Warum nicht voneinander lernen?
Wir sollten großzügiger werden im Umgang mit guten Lösungen – unabhängig von Bezirksgrenzen oder Parteizugehörigkeit. Warum nicht fragen: Wie macht ihr das in Pankow? Was läuft gut in Treptow-Köpenick? In Berlin wird oft versucht, eigene Lösungen zu verstecken, statt sie zu teilen. Gute Ideen werden verteidigt wie ein Geheimrezept.
Dabei könnten wir viel voneinander lernen – nicht nur innerhalb der Stadt, sondern auch von der sogenannten Provinz. In kleineren Städten wie Wiesbaden, Heidelberg oder Herrenberg entstehen bemerkenswerte Verwaltungsinnovationen – trotz (oder gerade wegen) begrenzter Ressourcen. Sie haben neue Schulungsformate und digitale Prozesse entwickelt, die als Vorbild dienen können. Einen Überblick bietet der jährlich vergebene „Preis für gute Verwaltung“.
Das dickste Brett: Der Kulturwandel
Am Ende ist es eine Frage der Haltung. Es braucht eine Kultur, in der es selbstverständlich ist, den eigenen Schreibtisch zu verlassen und Dinge infrage zu stellen. Eine Kultur, in der Mitarbeitende mit Neugier erkunden, was die Menschen in dieser Stadt benötigen. Aktuell erleben viele Bürgerinnen und Bürger und dass ihre Meinung nicht zählt. „Interessiert doch eh keinen“, ist ein verbreitetes Gefühl. Falsch. Genau jetzt, in dieser Phase des Wandels, werden sie gebraucht.

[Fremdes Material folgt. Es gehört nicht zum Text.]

//! Deterministic request plan for one scripted run.
//!
//! The plan is pure data: every descriptor knows its operation, its bound
//! token, its global creation ordinal, and whether it carries the
//! server-error flag. Nothing here touches the network.
use std::sync::Arc;

use crate::api::ApiClient;
use crate::context::{CallContext, CallOutcome, Operation};

/// Main-phase operations rotate with this period.
pub const OPERATION_CYCLE: usize = 5;
/// Appended to a token to make the target reject it.
pub const CORRUPT_TOKEN_SUFFIX: &str = "-invalid";

pub const DEFAULT_MAIN_REQUESTS: usize = 95;
pub const DEFAULT_CORRUPT_TOKEN_INDEX: usize = 10;
pub const DEFAULT_UNAUTHORIZED_INDEX: usize = 32;
pub const DEFAULT_SERVER_ERROR_ORDINAL: usize = 14;

#[derive(Debug, Clone, PartialEq, Eq)]
pub struct Companies {
    pub a: Arc<str>,
    pub b: Arc<str>,
    pub c: Arc<str>,
    /// An id the authenticated caller has no access to.
    pub unauthorized: Arc<str>,
}

/// Where faults are injected. `None` disables that fault.
#[derive(Debug, Clone, Copy, PartialEq, Eq)]
pub struct FaultInjection {
    /// Main-phase index whose token gets corrupted.
    pub corrupt_token_index: Option<usize>,
    /// Main-phase index whose company-B id is swapped for the unauthorized one.
    pub unauthorized_index: Option<usize>,
    /// 1-based creation ordinal (warm-up included) that asks for a 500.
    pub server_error_ordinal: Option<usize>,
}

impl FaultInjection {
    #[must_use]
    pub const fn none() -> Self {
        Self {
            corrupt_token_index: None,
            unauthorized_index: None,
            server_error_ordinal: None,
        }
    }
}

impl Default for FaultInjection {
    fn default() -> Self {
        Self {
            corrupt_token_index: Some(DEFAULT_CORRUPT_TOKEN_INDEX),
            unauthorized_index: Some(DEFAULT_UNAUTHORIZED_INDEX),
            server_error_ordinal: Some(DEFAULT_SERVER_ERROR_ORDINAL),
        }
    }
}

#[derive(Debug, Clone, PartialEq, Eq)]
pub struct PlanSettings {
    pub main_requests: usize,
    pub companies: Companies,
    pub faults: FaultInjection,
}

/// A deferred API call. Cheap to build; executed by the batch executor.
#[derive(Debug, Clone, PartialEq, Eq)]
pub struct RequestDescriptor {
    operation: Operation,
    token: Arc<str>,
    ordinal: usize,
    cause_500: bool,
}

impl RequestDescriptor {
    #[must_use]
    pub const fn new(operation: Operation, token: Arc<str>, ordinal: usize, cause_500: bool) -> Self {
        Self {
            operation,
            token,
            ordinal,
            cause_500,
        }
    }

    #[must_use]
    pub const fn operation(&self) -> &Operation {
        &self.operation
    }

    #[must_use]
    pub fn token(&self) -> &str {
        &self.token
    }

    #[must_use]
    pub const fn ordinal(&self) -> usize {
        self.ordinal
    }

    #[must_use]
    pub const fn cause_500(&self) -> bool {
        self.cause_500
    }

    /// Materialises the context this descriptor will populate.
    #[must_use]
    pub fn start(&self, session_id: Arc<str>) -> CallContext {
        CallContext::start(
            session_id,
            self.operation.clone(),
            self.ordinal,
            self.cause_500,
        )
    }

    /// Performs the call through `client`.
    pub async fn invoke<C>(&self, client: &C, context: &CallContext) -> CallOutcome
    where
        C: ApiClient + ?Sized,
    {
        match &self.operation {
            Operation::UserInfo => client.user_info(&self.token, context).await,
            Operation::Companies => client.companies(&self.token, context).await,
            Operation::CompanyTransactions { company_id } => {
                client
                    .company_transactions(&self.token, context, company_id)
                    .await
            }
        }
    }
}

#[derive(Debug, Clone, Default, PartialEq, Eq)]
pub struct ScenarioPlan {
    pub warmup: Vec<RequestDescriptor>,
    pub main: Vec<RequestDescriptor>,
}

impl ScenarioPlan {
    #[must_use]
    pub fn len(&self) -> usize {
        self.warmup.len().saturating_add(self.main.len())
    }

    #[must_use]
    pub fn is_empty(&self) -> bool {
        self.warmup.is_empty() && self.main.is_empty()
    }
}

/// Builds the warm-up and main phases for `tokens`.
///
/// Warm-up issues one user-info call per token so the target does its
/// first-time claims work before anything is timed. The main phase cycles
/// tokens by `index % tokens.len()` and operations by `index % 5`.
/// An empty token set yields an empty plan.
#[must_use]
pub fn build_plan(tokens: &[Arc<str>], settings: &PlanSettings) -> ScenarioPlan {
    if tokens.is_empty() {
        return ScenarioPlan::default();
    }

    let faults = settings.faults;
    let warmup_len = tokens.len();

    let warmup = tokens
        .iter()
        .enumerate()
        .map(|(index, token)| {
            let ordinal = index.saturating_add(1);
            RequestDescriptor::new(
                Operation::UserInfo,
                Arc::clone(token),
                ordinal,
                faults.server_error_ordinal == Some(ordinal),
            )
        })
        .collect();

    let mut main = Vec::with_capacity(settings.main_requests);
    for (index, token) in tokens.iter().cycle().take(settings.main_requests).enumerate() {
        let token = if faults.corrupt_token_index == Some(index) {
            corrupt_token(token)
        } else {
            Arc::clone(token)
        };
        let operation = main_operation(index, &settings.companies, faults.unauthorized_index);
        let ordinal = warmup_len.saturating_add(index).saturating_add(1);
        main.push(RequestDescriptor::new(
            operation,
            token,
            ordinal,
            faults.server_error_ordinal == Some(ordinal),
        ));
    }

    ScenarioPlan { warmup, main }
}

fn main_operation(index: usize, companies: &Companies, unauthorized_index: Option<usize>) -> Operation {
    let transactions = |company_id: &Arc<str>| Operation::CompanyTransactions {
        company_id: Arc::clone(company_id),
    };
    match index % OPERATION_CYCLE {
        0 => Operation::UserInfo,
        1 => transactions(&companies.a),
        2 if unauthorized_index == Some(index) => transactions(&companies.unauthorized),
        2 => transactions(&companies.b),
        3 => Operation::Companies,
        _ => transactions(&companies.c),
    }
}

fn corrupt_token(token: &str) -> Arc<str> {
    Arc::from(format!("{}{}", token, CORRUPT_TOKEN_SUFFIX))
}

Wo Unternehmen längst mit Kundenräten arbeiten, brauchen Verwaltungen dauerhaft installierte und divers besetzte Bürgerräte. Neue Verwaltungsprozesse sollten erst dann starten, wenn sie mit den Bürgerräten gemeinsam entwickelt und getestet wurden. Nur so können wir eine Verwaltung gestalten, die nahe an der Lebenswirklichkeit der Menschen ist. Berlin hätte die Chance, hier Vorreiter zu werden. Wir müssen nur alle aufhören, uns in Zynismus zu verlieren – und stattdessen gezielt auf die Menschen und Institutionen schauen, die heute schon mutig vorangehen.